Plus les ailes sont fortes, plus le vol est long.
Rumi, philosophe persan.
Dédales
La lettre
La rencontre
Renaissance
Salle d'attente
La ligne
La dernière séance
Résistances
Insomnie
Le wagon
Mais si je la connais celle-là. Tout le monde la connaît : ici les Assédic de Paris, toutes nos lignes sont occupées, votre temps d'attente est d'environ deux ans. Ariane esquisse un sourire. Cette célèbre tirade lui est venue spontanément à l’esprit en arpentant le parking de l’aéroport. On y diffuse le neuvième Nocturne en si bémol mineur de Frédéric Chopin, air célèbre qui accompagne la réplique du film culte. Cela fera aussi deux ans pour elle. Sept-cent-vingt-neuf jours précisément sans le voir réellement, le toucher, le « respirer ». Après leur dernier échange sur Skype, il y a trois jours, elle avait rapidement pris sa décision. Celle de prendre l’avion et de venir le rejoindre ; elle n’en pouvait plus de cette absence, de cet éloignement. La technologie, le virtuel, la deuxième dimension avaient atteint leurs limites. Ils avaient pu fixer une date, un lieu de rendez-vous, une heure. Ce serait à Miami. Dès ce soir, tard.
Tout en pressant le pas, sa valise à la main, elle se sent déjà agacée. Elle vient de laisser sa voiture au parking de l’aéroport de Montréal. Elle a dû affronter la marée urbaine avant d’at-teindre la zone aéroportuaire.
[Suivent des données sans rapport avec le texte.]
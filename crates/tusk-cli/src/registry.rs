//! Command registry
//!
//! Every command declares its parameter list once; the ordered list doubles
//! as the positional-argument convention for tool calls, so there is no
//! separate name-to-order table to keep in sync.

use std::collections::HashMap;
use std::io::Write;

use anyhow::{bail, Result};
use serde_json::{Map, Value};

use tusk_agent::{ToolParam, ToolSpec};

use crate::context::CommandContext;

/// A declared command parameter (always string-typed on the wire)
#[derive(Debug, Clone, Copy)]
pub struct Param {
    pub name: &'static str,
    pub description: &'static str,
    pub required: bool,
}

impl Param {
    pub const fn required(name: &'static str, description: &'static str) -> Self {
        Self {
            name,
            description,
            required: true,
        }
    }

    pub const fn optional(name: &'static str, description: &'static str) -> Self {
        Self {
            name,
            description,
            required: false,
        }
    }
}

/// Handler contract: positional string arguments in, text out through the
/// sink, `true` to terminate the REPL. Errors a user can act on are written
/// as plain text; an `Err` is reserved for dispatch-level failures.
pub type Handler = fn(&mut CommandContext, &[String], &mut dyn Write) -> Result<bool>;

/// A registered command
#[derive(Debug, Clone)]
pub struct Command {
    /// Canonical name including the leading slash, e.g. `/task`
    pub name: &'static str,
    pub shorthand: Option<&'static str>,
    pub description: &'static str,
    pub params: &'static [Param],
    /// Excluded from tool-schema generation (meta commands)
    pub hidden: bool,
    /// Requires confirmation when invoked through the model
    pub destructive: bool,
    pub handler: Handler,
}

impl Command {
    pub const fn new(name: &'static str, description: &'static str, handler: Handler) -> Self {
        Self {
            name,
            shorthand: None,
            description,
            params: &[],
            hidden: false,
            destructive: false,
            handler,
        }
    }

    pub const fn with_shorthand(mut self, shorthand: &'static str) -> Self {
        self.shorthand = Some(shorthand);
        self
    }

    pub const fn with_params(mut self, params: &'static [Param]) -> Self {
        self.params = params;
        self
    }

    pub const fn hidden(mut self) -> Self {
        self.hidden = true;
        self
    }

    pub const fn destructive(mut self) -> Self {
        self.destructive = true;
        self
    }

    /// Tool name as advertised to the model (no leading slash)
    pub fn tool_name(&self) -> &'static str {
        self.name.trim_start_matches('/')
    }

    /// Translate named tool arguments into the positional convention the
    /// handler expects: declared parameter order, absent keys skipped.
    pub fn positional_args(&self, args: &Map<String, Value>) -> Vec<String> {
        self.params
            .iter()
            .filter_map(|p| args.get(p.name))
            .map(|v| match v {
                Value::String(s) => s.clone(),
                other => other.to_string(),
            })
            .collect()
    }
}

/// Name-indexed command table
#[derive(Debug, Default)]
pub struct Registry {
    commands: Vec<Command>,
    index: HashMap<String, usize>,
}

impl Registry {
    pub fn new() -> Self {
        Self::default()
    }

    pub fn register(&mut self, command: Command) {
        let slot = self.commands.len();
        self.index.insert(command.name.to_lowercase(), slot);
        if let Some(short) = command.shorthand {
            self.index.insert(short.to_lowercase(), slot);
        }
        self.commands.push(command);
    }

    /// Look up by name or shorthand, with or without the leading slash
    pub fn find(&self, name: &str) -> Option<&Command> {
        let name = name.to_lowercase();
        let key = if name.starts_with('/') {
            name
        } else {
            format!("/{name}")
        };
        self.index.get(&key).map(|&slot| &self.commands[slot])
    }

    pub fn commands(&self) -> &[Command] {
        &self.commands
    }

    /// Tokenize and dispatch one input line. The command token is
    /// lowercased; arguments are passed through verbatim.
    pub fn execute(
        &self,
        input: &str,
        ctx: &mut CommandContext,
        out: &mut dyn Write,
    ) -> Result<bool> {
        let mut parts = input.split_whitespace();
        let Some(name) = parts.next() else {
            bail!("empty command");
        };
        let args: Vec<String> = parts.map(str::to_string).collect();

        match self.find(name) {
            Some(command) => (command.handler)(ctx, &args, out),
            None => bail!("unknown command: {}", name.to_lowercase()),
        }
    }

    /// Schemas for every non-hidden command. Zero-param commands omit the
    /// parameter schema entirely.
    pub fn tool_specs(&self) -> Vec<ToolSpec> {
        self.commands
            .iter()
            .filter(|c| !c.hidden)
            .map(|c| ToolSpec {
                name: c.tool_name().to_string(),
                description: c.description.to_string(),
                params: (!c.params.is_empty()).then(|| {
                    c.params
                        .iter()
                        .map(|p| ToolParam {
                            name: p.name.to_string(),
                            description: p.description.to_string(),
                            required: p.required,
                        })
                        .collect()
                }),
            })
            .collect()
    }
}

#[cfg(test)]
mod tests {
    use super::*;

    fn noop(_: &mut CommandContext, _: &[String], _: &mut dyn Write) -> Result<bool> {
        Ok(false)
    }

    fn sample_registry() -> Registry {
        let mut registry = Registry::new();
        registry.register(Command::new("/projects", "List all projects", noop));
        registry.register(
            Command::new("/task", "Add a task to a project", noop).with_params(&[
                Param::required("project_id", "The project"),
                Param::required("task_name", "The task name"),
            ]),
        );
        registry.register(Command::new("/today", "Tasks due today", noop).with_shorthand("/td"));
        registry.register(Command::new("/help", "Show help", noop).hidden());
        registry.register(
            Command::new("/deltask", "Delete a task", noop)
                .with_params(&[Param::required("task_id", "The task")])
                .destructive(),
        );
        registry
    }

    #[test]
    fn finds_by_name_shorthand_and_bare_name() {
        let registry = sample_registry();
        assert!(registry.find("/task").is_some());
        assert!(registry.find("task").is_some());
        assert!(registry.find("/TD").is_some());
        assert!(registry.find("/missing").is_none());
    }

    #[test]
    fn hidden_commands_are_not_tools() {
        let registry = sample_registry();
        let specs = registry.tool_specs();
        assert!(specs.iter().all(|s| s.name != "help"));
        assert_eq!(specs.len(), 4);
    }

    #[test]
    fn zero_param_commands_omit_parameters() {
        let registry = sample_registry();
        let specs = registry.tool_specs();
        let projects = specs.iter().find(|s| s.name == "projects").unwrap();
        assert!(projects.params.is_none());
        let task = specs.iter().find(|s| s.name == "task").unwrap();
        assert_eq!(task.params.as_ref().unwrap().len(), 2);
    }

    #[test]
    fn positional_args_follow_declaration_order() {
        let registry = sample_registry();
        let task = registry.find("/task").unwrap();

        let mut args = Map::new();
        // Insertion order deliberately reversed
        args.insert("task_name".into(), Value::String("write report".into()));
        args.insert("project_id".into(), Value::String("abc123".into()));

        assert_eq!(
            task.positional_args(&args),
            vec!["abc123".to_string(), "write report".to_string()]
        );
    }

    #[test]
    fn positional_args_skip_absent_keys_and_stringify_scalars() {
        let registry = sample_registry();
        let task = registry.find("/task").unwrap();

        let mut args = Map::new();
        args.insert("project_id".into(), Value::from(42));
        assert_eq!(task.positional_args(&args), vec!["42".to_string()]);
    }
}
Nous sommes un vendredi, elle aurait dû s’en douter. Sa montre indique 16 h et son avion pour Miami décolle dans deux heures. Elle a du temps pense-t-elle, mais on ne sait jamais avec l’avion… qu’elle a d’ailleurs horreur de prendre. Mais impossible maintenant de tergiverser. Il ne comprendrait pas et pour elle ce serait une nouvelle attente insupportable.
Ariane aperçoit l’ascenseur, camouflé par quelques voyageurs qui patientent devant les portes. Garée au cinquième sous-sol, elle laisse passer une première montée pleine à craquer qui vient du huitième puis réussit à se glisser dans la suivante. À chaque niveau supérieur, les portes s’ouvrent et les voyageurs s’y pressent. Une maman se faufile, son bébé porté sur le ventre, qu’elle protège instinctivement de ses bras malgré l’étole qui l’enveloppe. Ariane est proche d’eux, elle ferme les yeux, se projette dans le passé où elle portait elle aussi son fils encore nourrisson. Le claquement émis par les portes qui se ferment la ramène à la réalité. Il fait très chaud. Une moiteur nauséabonde s’infiltre dans ses narines. Elle plonge le nez dans son foulard alors que d’autres regardent en l’air comme pour espérer un souffle du ciel qui se dégagerait du plafond.
Dans un ultime sursaut, la cabine grinçante stoppe son mouvement et déverse son flot de voyageurs. La maman et son enfant s’échappent, frôlent Ariane et laissent dans leur sillage un doux parfum subtil d’eau de toilette pour bébé. Une fois à l’air libre, Ariane marque un temps d’arrêt, à la fois pour reprendre ses esprits et émerger de cette sorte d’apnée confinée momentanée.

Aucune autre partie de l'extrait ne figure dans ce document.